## Your assignment:
The reply must return each line of the data exactly.

## Saved entries:
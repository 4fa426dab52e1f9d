use serde::{Deserialize, Serialize};

pub const WORD_LENGTH: usize = 5;
pub const TARGET_COUNT: usize = 4;

/// Per-position verdict for one guess letter against one target word.
#[derive(Debug, Clone, Copy, PartialEq, Eq, Serialize, Deserialize)]
#[serde(rename_all = "lowercase")]
pub enum CellVerdict {
    Correct,
    Present,
    Absent,
}

/// Verdicts for one guess against one target word.
pub type Verdicts = [CellVerdict; WORD_LENGTH];

/// Verdicts for one guess against all four target words, in target order.
pub type FeedbackRow = [Verdicts; TARGET_COUNT];

/// Score a guess against a single target word.
///
/// Two-pass scoring: exact matches first, then displaced letters scanning
/// target positions left to right. A target position consumed by either
/// pass is never matched again, so a letter repeated in the guess cannot
/// earn more `Present` marks than the target has unconsumed occurrences.
///
/// Comparison is case-insensitive; the guess is truncated to 5 characters.
pub fn score(guess: &str, target: &str) -> Verdicts {
    let guess_chars: Vec<char> = guess
        .to_lowercase()
        .chars()
        .take(WORD_LENGTH)
        .collect();
    let mut target_chars: Vec<char> = target.to_lowercase().chars().collect();
    let mut verdicts = [CellVerdict::Absent; WORD_LENGTH];

    // First pass: exact matches
    for i in 0..WORD_LENGTH {
        if guess_chars.get(i) == target_chars.get(i) && guess_chars.get(i).is_some() {
            verdicts[i] = CellVerdict::Correct;
            target_chars[i] = '_'; // Mark as consumed
        }
    }
    // Second pass: displaced letters, leftmost unconsumed occurrence wins
    for i in 0..WORD_LENGTH {
        if verdicts[i] == CellVerdict::Correct {
            continue;
        }
        let Some(&g) = guess_chars.get(i) else {
            continue;
        };
        if let Some(pos) = target_chars.iter().position(|&c| c == g) {
            verdicts[i] = CellVerdict::Present;
            target_chars[pos] = '_'; // Mark as consumed
        }
    }
    verdicts
}

/// Score a guess against all four targets, one verdict row per target.
pub fn score_all(guess: &str, targets: &[String; TARGET_COUNT]) -> FeedbackRow {
    [
        score(guess, &targets[0]),
        score(guess, &targets[1]),
        score(guess, &targets[2]),
        score(guess, &targets[3]),
    ]
}
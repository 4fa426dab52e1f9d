//! Outbound email via the Resend transactional API.
//!
//! The puzzle needs exactly two sends: the one-shot "solved" notification
//! and the scheduled clue broadcast. Both run through the [`Mailer`]
//! trait so tests can substitute a recording implementation.

use std::time::Duration;

use chrono::{DateTime, SecondsFormat, Utc};
use futures::future::{BoxFuture, join_all};
use serde::{Deserialize, Serialize};
use thiserror::Error;

use crate::config::AppConfig;

pub const RESEND_API_URL: &str = "https://api.resend.com";

/// Provider rate limit is 2 requests/second; broadcast sends are spaced
/// to stay under it.
pub const BROADCAST_SEND_DELAY_MS: u64 = 600;

#[derive(Debug, Error)]
pub enum EmailError {
    #[error("email request failed: {0}")]
    Transport(String),
    #[error("{0}")]
    Rejected(String),
}

#[derive(Debug, Clone, Serialize)]
pub struct OutboundEmail {
    pub from: String,
    pub to: String,
    pub subject: String,
    #[serde(skip_serializing_if = "Option::is_none")]
    pub text: Option<String>,
    #[serde(skip_serializing_if = "Option::is_none")]
    pub html: Option<String>,
}

#[derive(Debug, Clone)]
pub struct SendReceipt {
    pub id: Option<String>,
}

pub trait Mailer: Send + Sync {
    fn send(&self, email: OutboundEmail) -> BoxFuture<'_, Result<SendReceipt, EmailError>>;
}

/// HTTP client for the Resend `/emails` endpoint.
pub struct ResendMailer {
    client: reqwest::Client,
    api_key: String,
    base_url: String,
}

#[derive(Debug, Deserialize)]
struct SendResponse {
    id: Option<String>,
}

impl ResendMailer {
    pub fn new(api_key: String) -> Self {
        Self::with_base_url(api_key, RESEND_API_URL.to_string())
    }

    pub fn with_base_url(api_key: String, base_url: String) -> Self {
        Self {
            client: reqwest::Client::new(),
            api_key,
            base_url,
        }
    }
}

impl Mailer for ResendMailer {
    fn send(&self, email: OutboundEmail) -> BoxFuture<'_, Result<SendReceipt, EmailError>> {
        Box::pin(async move {
            let response = self
                .client
                .post(format!("{}/emails", self.base_url))
                .bearer_auth(&self.api_key)
                .json(&email)
                .send()
                .await
                .map_err(|e| EmailError::Transport(e.to_string()))?;
            let status = response.status();
            if status.is_success() {
                let body: SendResponse = response
                    .json()
                    .await
                    .map_err(|e| EmailError::Transport(e.to_string()))?;
                Ok(SendReceipt { id: body.id })
            } else {
                let body = response.text().await.unwrap_or_default();
                Err(EmailError::Rejected(format!("{status}: {body}")))
            }
        })
    }
}

/// Email announcing the puzzle was solved, sent to the watcher list.
pub fn solved_notification_email(from: &str, to: &str, now: DateTime<Utc>) -> OutboundEmail {
    let timestamp = now.to_rfc3339_opts(SecondsFormat::Millis, true);
    OutboundEmail {
        from: from.to_string(),
        to: to.to_string(),
        subject: "First hint revealed — Neil M solved the puzzle".to_string(),
        text: Some(format!(
            "Someone (Neil M) just solved the puzzle and the first hint has been revealed.\n\nTime: {timestamp}"
        )),
        html: Some(format!(
            "<p>Someone (Neil M) just solved the puzzle and the first hint has been revealed.</p><p>Time: {timestamp}</p>"
        )),
    }
}

/// The scheduled clue-teaser email.
pub fn daily_clue_email(from: &str, to: &str) -> OutboundEmail {
    OutboundEmail {
        from: from.to_string(),
        to: to.to_string(),
        subject: "Neil's Your First Clue Is Here".to_string(),
        text: None,
        html: Some(
            "<p>Neily.....❤️check our website neily poo, your clue awaits...</p>".to_string(),
        ),
    }
}

/// Send the solved notification to every success recipient concurrently.
///
/// All-or-nothing reporting: any per-recipient failure fails the whole
/// operation, with the failures joined into one message.
pub async fn send_solved_notification(
    config: &AppConfig,
    mailer: &dyn Mailer,
    now: DateTime<Utc>,
) -> Result<usize, EmailError> {
    let recipients = &config.success_recipients;
    let sends = recipients.iter().map(|to| {
        let email = solved_notification_email(&config.resend_from, to, now);
        async move { (to, mailer.send(email).await) }
    });
    let results = join_all(sends).await;
    let failed: Vec<String> = results
        .iter()
        .filter_map(|(to, result)| result.as_ref().err().map(|e| format!("{to}: {e}")))
        .collect();
    if failed.is_empty() {
        Ok(results.len())
    } else {
        Err(EmailError::Rejected(failed.join("; ")))
    }
}

/// Send the clue broadcast to the daily list sequentially, pausing
/// between sends for the provider rate limit. Stops at the first
/// failure and reports it.
pub async fn send_daily_broadcast(
    config: &AppConfig,
    mailer: &dyn Mailer,
) -> Result<usize, EmailError> {
    let mut sent = 0;
    for (i, to) in config.daily_recipients.iter().enumerate() {
        if i > 0 {
            tokio::time::sleep(Duration::from_millis(BROADCAST_SEND_DELAY_MS)).await;
        }
        let email = daily_clue_email(&config.resend_from, to);
        if let Err(e) = mailer.send(email).await {
            log::error!("Daily broadcast failed for {to}: {e}");
            return Err(e);
        }
        sent += 1;
    }
    Ok(sent)
}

## Answer space:
repository 4fa426dab52e1f9d
use serde::{Deserialize, Serialize};

pub const WORD_LENGTH: usize = 5;
pub const TARGET_COUNT: usize = 4;

/// Per-position verdict for one guess letter against one target word.
#[derive(Debug, Clone, Copy, PartialEq, Eq, Serialize, Deserialize)]
#[serde(rename_all = "lowercase")]
pub enum CellVerdict {
    Correct,
    Present,
    Absent,
}

/// Verdicts for one guess against one target word.
pub type Verdicts = [CellVerdict; WORD_LENGTH];

/// Verdicts for one guess against all four target words, in target order.
pub type FeedbackRow = [Verdicts; TARGET_COUNT];

/// Score a guess against a single target word.
///
/// Two-pass scoring: exact matches first, then displaced letters scanning
/// target positions left to right. A target position consumed by either
/// pass is never matched again, so a letter repeated in the guess cannot
/// earn more `Present` marks than the target has unconsumed occurrences.
///
/// Comparison is case-insensitive; the guess is truncated to 5 characters.
pub fn score(guess: &str, target: &str) -> Verdicts {
    let guess_chars: Vec<char> = guess
        .to_lowercase()
        .chars()
        .take(WORD_LENGTH)
        .collect();
    let mut target_chars: Vec<char> = target.to_lowercase().chars().collect();
    let mut verdicts = [CellVerdict::Absent; WORD_LENGTH];

    // First pass: exact matches
    for i in 0..WORD_LENGTH {
        if guess_chars.get(i) == target_chars.get(i) && guess_chars.get(i).is_some() {
            verdicts[i] = CellVerdict::Correct;
            target_chars[i] = '_'; // Mark as consumed
        }
    }
    // Second pass: displaced letters, leftmost unconsumed occurrence wins
    for i in 0..WORD_LENGTH {
        if verdicts[i] == CellVerdict::Correct {
            continue;
        }
        let Some(&g) = guess_chars.get(i) else {
            continue;
        };
        if let Some(pos) = target_chars.iter().position(|&c| c == g) {
            verdicts[i] = CellVerdict::Present;
            target_chars[pos] = '_'; // Mark as consumed
        }
    }
    verdicts
}

/// Score a guess against all four targets, one verdict row per target.
pub fn score_all(guess: &str, targets: &[String; TARGET_COUNT]) -> FeedbackRow {
    [
        score(guess, &targets[0]),
        score(guess, &targets[1]),
        score(guess, &targets[2]),
        score(guess, &targets[3]),
    ]
}
repository 4fa426dab52e1f9d
//! Outbound email via the Resend transactional API.
//!
//! The puzzle needs exactly two sends: the one-shot "solved" notification
//! and the scheduled clue broadcast. Both run through the [`Mailer`]
//! trait so tests can substitute a recording implementation.

use std::time::Duration;

use chrono::{DateTime, SecondsFormat, Utc};
use futures::future::{BoxFuture, join_all};
use serde::{Deserialize, Serialize};
use thiserror::Error;

use crate::config::AppConfig;

pub const RESEND_API_URL: &str = "https://api.resend.com";

/// Provider rate limit is 2 requests/second; broadcast sends are spaced
/// to stay under it.
pub const BROADCAST_SEND_DELAY_MS: u64 = 600;

#[derive(Debug, Error)]
pub enum EmailError {
    #[error("email request failed: {0}")]
    Transport(String),
    #[error("{0}")]
    Rejected(String),
}

#[derive(Debug, Clone, Serialize)]
pub struct OutboundEmail {
    pub from: String,
    pub to: String,
    pub subject: String,
    #[serde(skip_serializing_if = "Option::is_none")]
    pub text: Option<String>,
    #[serde(skip_serializing_if = "Option::is_none")]
    pub html: Option<String>,
}

#[derive(Debug, Clone)]
pub struct SendReceipt {
    pub id: Option<String>,
}

pub trait Mailer: Send + Sync {
    fn send(&self, email: OutboundEmail) -> BoxFuture<'_, Result<SendReceipt, EmailError>>;
}

/// HTTP client for the Resend `/emails` endpoint.
pub struct ResendMailer {
    client: reqwest::Client,
    api_key: String,
    base_url: String,
}

#[derive(Debug, Deserialize)]
struct SendResponse {
    id: Option<String>,
}

impl ResendMailer {
    pub fn new(api_key: String) -> Self {
        Self::with_base_url(api_key, RESEND_API_URL.to_string())
    }

    pub fn with_base_url(api_key: String, base_url: String) -> Self {
        Self {
            client: reqwest::Client::new(),
            api_key,
            base_url,
        }
    }
}

impl Mailer for ResendMailer {
    fn send(&self, email: OutboundEmail) -> BoxFuture<'_, Result<SendReceipt, EmailError>> {
        Box::pin(async move {
            let response = self
                .client
                .post(format!("{}/emails", self.base_url))
                .bearer_auth(&self.api_key)
                .json(&email)
                .send()
                .await
                .map_err(|e| EmailError::Transport(e.to_string()))?;
            let status = response.status();
            if status.is_success() {
                let body: SendResponse = response
                    .json()
                    .await
                    .map_err(|e| EmailError::Transport(e.to_string()))?;
                Ok(SendReceipt { id: body.id })
            } else {
                let body = response.text().await.unwrap_or_default();
                Err(EmailError::Rejected(format!("{status}: {body}")))
            }
        })
    }
}

/// Email announcing the puzzle was solved, sent to the watcher list.
pub fn solved_notification_email(from: &str, to: &str, now: DateTime<Utc>) -> OutboundEmail {
    let timestamp = now.to_rfc3339_opts(SecondsFormat::Millis, true);
    OutboundEmail {
        from: from.to_string(),
        to: to.to_string(),
        subject: "First hint revealed — Neil M solved the puzzle".to_string(),
        text: Some(format!(
            "Someone (Neil M) just solved the puzzle and the first hint has been revealed.\n\nTime: {timestamp}"
        )),
        html: Some(format!(
            "<p>Someone (Neil M) just solved the puzzle and the first hint has been revealed.</p><p>Time: {timestamp}</p>"
        )),
    }
}

/// The scheduled clue-teaser email.
pub fn daily_clue_email(from: &str, to: &str) -> OutboundEmail {
    OutboundEmail {
        from: from.to_string(),
        to: to.to_string(),
        subject: "Neil's Your First Clue Is Here".to_string(),
        text: None,
        html: Some(
            "<p>Neily.....❤️check our website neily poo, your clue awaits...</p>".to_string(),
        ),
    }
}

/// Send the solved notification to every success recipient concurrently.
///
/// All-or-nothing reporting: any per-recipient failure fails the whole
/// operation, with the failures joined into one message.
pub async fn send_solved_notification(
    config: &AppConfig,
    mailer: &dyn Mailer,
    now: DateTime<Utc>,
) -> Result<usize, EmailError> {
    let recipients = &config.success_recipients;
    let sends = recipients.iter().map(|to| {
        let email = solved_notification_email(&config.resend_from, to, now);
        async move { (to, mailer.send(email).await) }
    });
    let results = join_all(sends).await;
    let failed: Vec<String> = results
        .iter()
        .filter_map(|(to, result)| result.as_ref().err().map(|e| format!("{to}: {e}")))
        .collect();
    if failed.is_empty() {
        Ok(results.len())
    } else {
        Err(EmailError::Rejected(failed.join("; ")))
    }
}

/// Send the clue broadcast to the daily list sequentially, pausing
/// between sends for the provider rate limit. Stops at the first
/// failure and reports it.
pub async fn send_daily_broadcast(
    config: &AppConfig,
    mailer: &dyn Mailer,
) -> Result<usize, EmailError> {
    let mut sent = 0;
    for (i, to) in config.daily_recipients.iter().enumerate() {
        if i > 0 {
            tokio::time::sleep(Duration::from_millis(BROADCAST_SEND_DELAY_MS)).await;
        }
        let email = daily_clue_email(&config.resend_from, to);
        if let Err(e) = mailer.send(email).await {
            log::error!("Daily broadcast failed for {to}: {e}");
            return Err(e);
        }
        sent += 1;
    }
    Ok(sent)
}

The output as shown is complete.